OPINIÓN

Anián Berto: ‘Cádiz: Todo no es Carnaval, ¿o sí?.’

Anián Berto: 'Cádiz: Todo no es Carnaval, ¿o sí?.'

Un grupo de policías nacionales jubilados podrían encontrarse en la calle junto a su familias, tras una orden de desahucio del propio Ministerio del Interior de la Casa Cuartel de la Policía Nacional de Cádiz, sin tener en cuenta la imposibilidad de alojarse en otros domicilios. La ley debe unirse a la sensibilidad humana, sino no sería justa.

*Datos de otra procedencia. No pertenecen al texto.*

use ratatui::style::Color;

/// Task counts live in the tens-to-thousands range; group thousands with
/// commas and only go compact past five digits.
pub fn format_count(n: u64) -> String {
    if n >= 100_000 {
        format!("{:.0}K", n as f64 / 1_000.0)
    } else {
        group_thousands(n)
    }
}

fn group_thousands(n: u64) -> String {
    let digits = n.to_string();
    let mut grouped = String::with_capacity(digits.len() + digits.len() / 3);
    let lead = digits.len() % 3;

    for (i, c) in digits.chars().enumerate() {
        if i != 0 && i % 3 == lead % 3 {
            grouped.push(',');
        }
        grouped.push(c);
    }
    grouped
}

pub fn stream_color(stream: &str) -> Color {
    match stream {
        "activity" => Color::Rgb(57, 211, 83),
        "due" => Color::Rgb(210, 168, 44),
        "overdue" => Color::Rgb(229, 83, 75),
        _ => Color::Rgb(136, 136, 136),
    }
}

pub fn truncate(s: &str, max_chars: usize) -> String {
    if max_chars == 0 {
        return String::new();
    }
    let char_count = s.chars().count();
    if char_count <= max_chars {
        s.to_string()
    } else if max_chars == 1 {
        "…".to_string()
    } else {
        let head: String = s.chars().take(max_chars - 1).collect();
        format!("{}…", head)
    }
}
use std::sync::mpsc;
use std::thread;
use std::time::Duration;

use anyhow::Result;
use crossterm::event::{self, KeyEvent, MouseEvent};

/// Terminal input reduced to what the dashboard reacts to. Anything else
/// (focus changes, paste) degrades to a tick so the loop keeps breathing.
pub enum UiEvent {
    Tick,
    Input(KeyEvent),
    Click(MouseEvent),
    Resized(u16, u16),
}

fn map_event(raw: event::Event) -> UiEvent {
    match raw {
        event::Event::Key(key) => UiEvent::Input(key),
        event::Event::Mouse(mouse) => UiEvent::Click(mouse),
        event::Event::Resize(w, h) => UiEvent::Resized(w, h),
        _ => UiEvent::Tick,
    }
}

/// Polls crossterm on a background thread and hands events (or ticks, when
/// the terminal is idle) to the render loop over a channel.
pub struct EventPump {
    rx: mpsc::Receiver<UiEvent>,
}

impl EventPump {
    pub fn start(tick_rate: Duration) -> Self {
        let (tx, rx) = mpsc::channel();

        thread::spawn(move || loop {
            let ready = event::poll(tick_rate).unwrap_or(false);
            let ui_event = if ready {
                match event::read() {
                    Ok(raw) => map_event(raw),
                    Err(_) => UiEvent::Tick,
                }
            } else {
                UiEvent::Tick
            };

            // The receiver going away means the dashboard exited.
            if tx.send(ui_event).is_err() {
                break;
            }
        });

        Self { rx }
    }

    pub fn recv(&mut self) -> Result<UiEvent> {
        Ok(self.rx.recv()?)
    }
}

El Ministerio del Interior, llámese ministro Fernando Grande-Marlaska, a través de la División Económica y Técnica de la D. G. P. está dispuesto a desalojar a familias de policías nacionales jubilados de la Casa Cuartel, del casco antiguo y junto Puerta Tierra gaditana, nada menos que después de casi 25 años de inactividad y tras 53 años ostentando la adjudicación de estas viviendas. Un nuevo desahucio está en el ojo de mira y con intención de consumarse, está vez las ‘víctimas’ son antiguos agentes de la autoridad. Qué siempre lo son y así lo sienten y viven día a día de manera vitalicia. Cádiz: todo no es Carnaval, ¿O sí?.

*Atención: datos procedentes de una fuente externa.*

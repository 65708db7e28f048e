use ratatui::prelude::*;
use ratatui::widgets::{
    Block, Borders, Cell, Paragraph, Row, Scrollbar, ScrollbarOrientation, ScrollbarState, Table,
};

use super::widgets::stream_color;
use crate::tui::app::App;

pub fn render(frame: &mut Frame, app: &mut App, area: Rect) {
    let block = Block::default()
        .borders(Borders::ALL)
        .border_style(Style::default().fg(app.theme.border))
        .title(Span::styled(
            " Daily ",
            Style::default()
                .fg(app.theme.highlight)
                .add_modifier(Modifier::BOLD),
        ))
        .style(Style::default().bg(app.theme.background));

    let inner = block.inner(area);
    frame.render_widget(block, area);

    let visible_height = inner.height.saturating_sub(1) as usize;
    app.max_visible_items = visible_height.max(1);

    if app.data.daily.is_empty() {
        let empty_msg = Paragraph::new("No task data found. Press 'r' to refresh.")
            .style(Style::default().fg(app.theme.muted))
            .alignment(Alignment::Center);
        frame.render_widget(empty_msg, inner);
        return;
    }

    let is_very_narrow = app.is_very_narrow();
    let scroll_offset = app.scroll_offset;
    let selected_index = app.selected_index;
    let theme_selection = app.theme.selection;

    let header_cells = if is_very_narrow {
        vec!["Date", "Done"]
    } else {
        vec!["Date", "Done", "Due", "Overdue"]
    };

    let header = Row::new(header_cells)
        .style(
            Style::default()
                .fg(app.theme.highlight)
                .add_modifier(Modifier::BOLD),
        )
        .height(1);

    let daily_len = app.data.daily.len();
    let start = scroll_offset.min(daily_len);
    let end = (start + visible_height).min(daily_len);

    if start >= daily_len {
        return;
    }

    let rows: Vec<Row> = app.data.daily[start..end]
        .iter()
        .enumerate()
        .map(|(i, day)| {
            let idx = i + start;
            let is_selected = idx == selected_index;
            let is_striped = idx % 2 == 1;

            let cells: Vec<Cell> = if is_very_narrow {
                vec![
                    Cell::from(day.date.format("%m/%d").to_string()),
                    Cell::from(day.completed.to_string())
                        .style(Style::default().fg(stream_color("activity"))),
                ]
            } else {
                vec![
                    Cell::from(day.date.format("%Y-%m-%d").to_string())
                        .style(Style::default().add_modifier(Modifier::BOLD)),
                    Cell::from(day.completed.to_string())
                        .style(Style::default().fg(stream_color("activity"))),
                    Cell::from(day.due.to_string())
                        .style(Style::default().fg(stream_color("due"))),
                    Cell::from(day.overdue.to_string())
                        .style(Style::default().fg(stream_color("overdue"))),
                ]
            };

            let row_style = if is_selected {
                Style::default().bg(theme_selection)
            } else if is_striped {
                Style::default().bg(Color::Rgb(20, 24, 30))
            } else {
                Style::default()
            };

            Row::new(cells).style(row_style).height(1)
        })
        .collect();

    let widths = if is_very_narrow {
        vec![Constraint::Percentage(60), Constraint::Percentage(40)]
    } else {
        vec![
            Constraint::Length(12),
            Constraint::Length(8),
            Constraint::Length(8),
            Constraint::Length(8),
        ]
    };

    let table = Table::new(rows, widths)
        .header(header)
        .row_highlight_style(Style::default().bg(theme_selection));

    frame.render_widget(table, inner);

    if daily_len > visible_height {
        let scrollbar = Scrollbar::new(ScrollbarOrientation::VerticalRight)
            .begin_symbol(Some("▲"))
            .end_symbol(Some("▼"));

        let mut scrollbar_state = ScrollbarState::new(daily_len).position(scroll_offset);

        frame.render_stateful_widget(
            scrollbar,
            area.inner(Margin {
                horizontal: 0,
                vertical: 1,
            }),
            &mut scrollbar_state,
        );
    }
}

Estos agentes cuentan con hojas de servicios de hasta más de 45 años, aunque algunos policías licenciados ya fallecieron, pero siguen sus viudas e hijos. Es lógico que mientras permanezcan las viudas y agentes con más de 86 años de edad, el Ministerio del Interior debiera tener ‘paciencia’, ya que durante casi un cuarto de siglo se esperó, aunque desde el año 2019 se viene anunciando el desahucio inminente de estas familias. El problema es el mismo de siempre, pero a veces el tiempo da y quita razones. Alguna vez todos seremos jubilados, pero la vida sigue.

En último extremo, algunas de estas instituciones, debieran facilitar el traslado de estos vecinos; piso público, alojamiento seguro, e incluso otras viviendas del Estado. Asimismo cabe ofrecer tregua temporal hasta la última existencia de vida de estos adjudicatarios. Ellos lo dieron todo por la Seguridad General del Estado, pilar esencial de toda Democracia. No se puede ahora dejar tirados bajo un puente a quiénes fueron servidores públicos. Además, es un tremendo agravio comparativo con los sueldos de los altos cargos políticos una vez terminan el servicio prestado; pagas vitalicias, despachos, teléfonos, casas, puertas giratorias… etc.

Sin duda, Cádiz sigue siendo la Cenicienta del cuento de este Gobierno y otras instituciones, cómo Ayuntamiento, Junta o Diputación. Es la ciudad preferida del que suscribe, más atractiva y con el mejor ‘paisaje humano’:  su gente. Cádiz, sin embargo, además de casi siempre estar a la cabeza del paro en nuestro país, se le intenta joder con ‘procesos inoportunos’ y poco edificantes. De nada sirve echar ahora a unas familias a la calle, sin opciones de segundas viviendas, tratándose de personas ancianas que dieron casi toda su vida al servicio de España y la seguridad de la población.

La vivienda en España supone un grave problema desde hace décadas, las justas desde que no se facilitan promociones públicas  y facilidades para la adquisición o alquiler, ni para jóvenes ni así para necesitados de urgencias. Esta ciudad, la ‘Tacita de Plata’, bonita, coqueta y atractiva, no se salva de casi ninguna. Esperemos que algún departamento se apiade, y digo bien, ‘apiade’, por qué para un servidor está antes ‘la sensibilidad humana’ que, incluso, la propia ley.